Frank Charles "Chick" Genovese (November 23, 1914 – February 12, 1981) was an American professional baseball player, manager and scout. Genovese was a minor league outfielder standing 5 ft 9 in tall who threw right-handed and batted left-handed. He managed six different teams within the New York Giants farm system from 1949 to 1956, and worked as a scout for many years.

While managing the Giants' Class B farm team in Trenton in 1950, Genovese became the first professional manager of Willie Mays, and taught Mays his famous basket catch.
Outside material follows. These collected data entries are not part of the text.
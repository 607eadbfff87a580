use std::time::{Duration, Instant};

/// delay and sound timers count down at this rate, whatever the CPU speed
pub const TIMER_HZ: u32 = 60;

/// Turns wall-clock time into whole timer ticks. Leftover time that doesn't
/// make up a full tick is carried into the next call, so nothing drifts.
#[derive(Clone, Debug)]
pub struct TimerClock {
    last: Instant,
    carry: Duration,
    period: Duration,
}

impl TimerClock {
    pub fn new(start: Instant) -> Self {
        Self::with_rate(start, TIMER_HZ)
    }

    pub fn with_rate(start: Instant, hz: u32) -> Self {
        TimerClock {
            last: start,
            carry: Duration::ZERO,
            period: Duration::from_secs(1) / hz.max(1),
        }
    }

    /// how many ticks have elapsed between the previous call and `now`
    pub fn ticks(&mut self, now: Instant) -> u32 {
        let elapsed = now.saturating_duration_since(self.last) + self.carry;
        self.last = now.max(self.last);
        let period = self.period.as_nanos();
        let ticks = elapsed.as_nanos() / period;
        self.carry = Duration::from_nanos((elapsed.as_nanos() % period) as u64);
        u32::try_from(ticks).unwrap_or(u32::MAX)
    }
}
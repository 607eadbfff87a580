//! Step tracing.
//!
//! The interpreter keeps no debugger state of its own. Instead the scheduler
//! hands a [`TraceEvent`] to an optional [`Observer`] after every executed
//! instruction.

use crate::instruction::{Instruction, Opcode};
use crate::registers::RegisterFile;
use crate::word::Short;
use log::info;

/// what just ran, and where
#[derive(Clone, Copy, Debug, PartialEq, Eq)]
pub struct TraceEvent {
    pub pc: Short,
    pub opcode: Opcode,
    pub instruction: Instruction,
}

pub trait Observer {
    /// called once per executed instruction, with the registers as they are
    /// after it ran
    fn notify(&mut self, event: TraceEvent, registers: &RegisterFile);
}

/// writes one log line per instruction
#[derive(Default)]
pub struct LogTracer {
    count: u64,
}

impl LogTracer {
    pub fn new() -> Self {
        LogTracer::default()
    }
}

impl Observer for LogTracer {
    fn notify(&mut self, event: TraceEvent, registers: &RegisterFile) {
        self.count += 1;
        info!(
            target: "chip8_vm::trace",
            "#{} {:03x}: {:04x}  {:<16} {}",
            self.count,
            event.pc,
            event.opcode,
            event.instruction.to_string(),
            registers
        );
    }
}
Genovese was also credited with scouting and signing players including Felipe, Matty, and Jesús Alou, Juan Marichal, Tito Fuentes, and Manny Mota.

In 1954 he was the co-manager with Austin Knickerbocker of the Olean Giants, a minor league team affiliated with the New York Giants. The team had been known locally as the Olean Oilers in the Pennsylvania–Ontario–New York League and played their home games at Bradner Stadium in Olean, New York. He married Edith Broughton (b. 1918).

His brother George Genovese was also in baseball, as a player, minor league manager, and scout.

Chick Genovese died at age 66 on February 12, 1981, in Orlando, Florida.

Genovese was inducted into the Staten Island Sports Hall of Fame in 2005.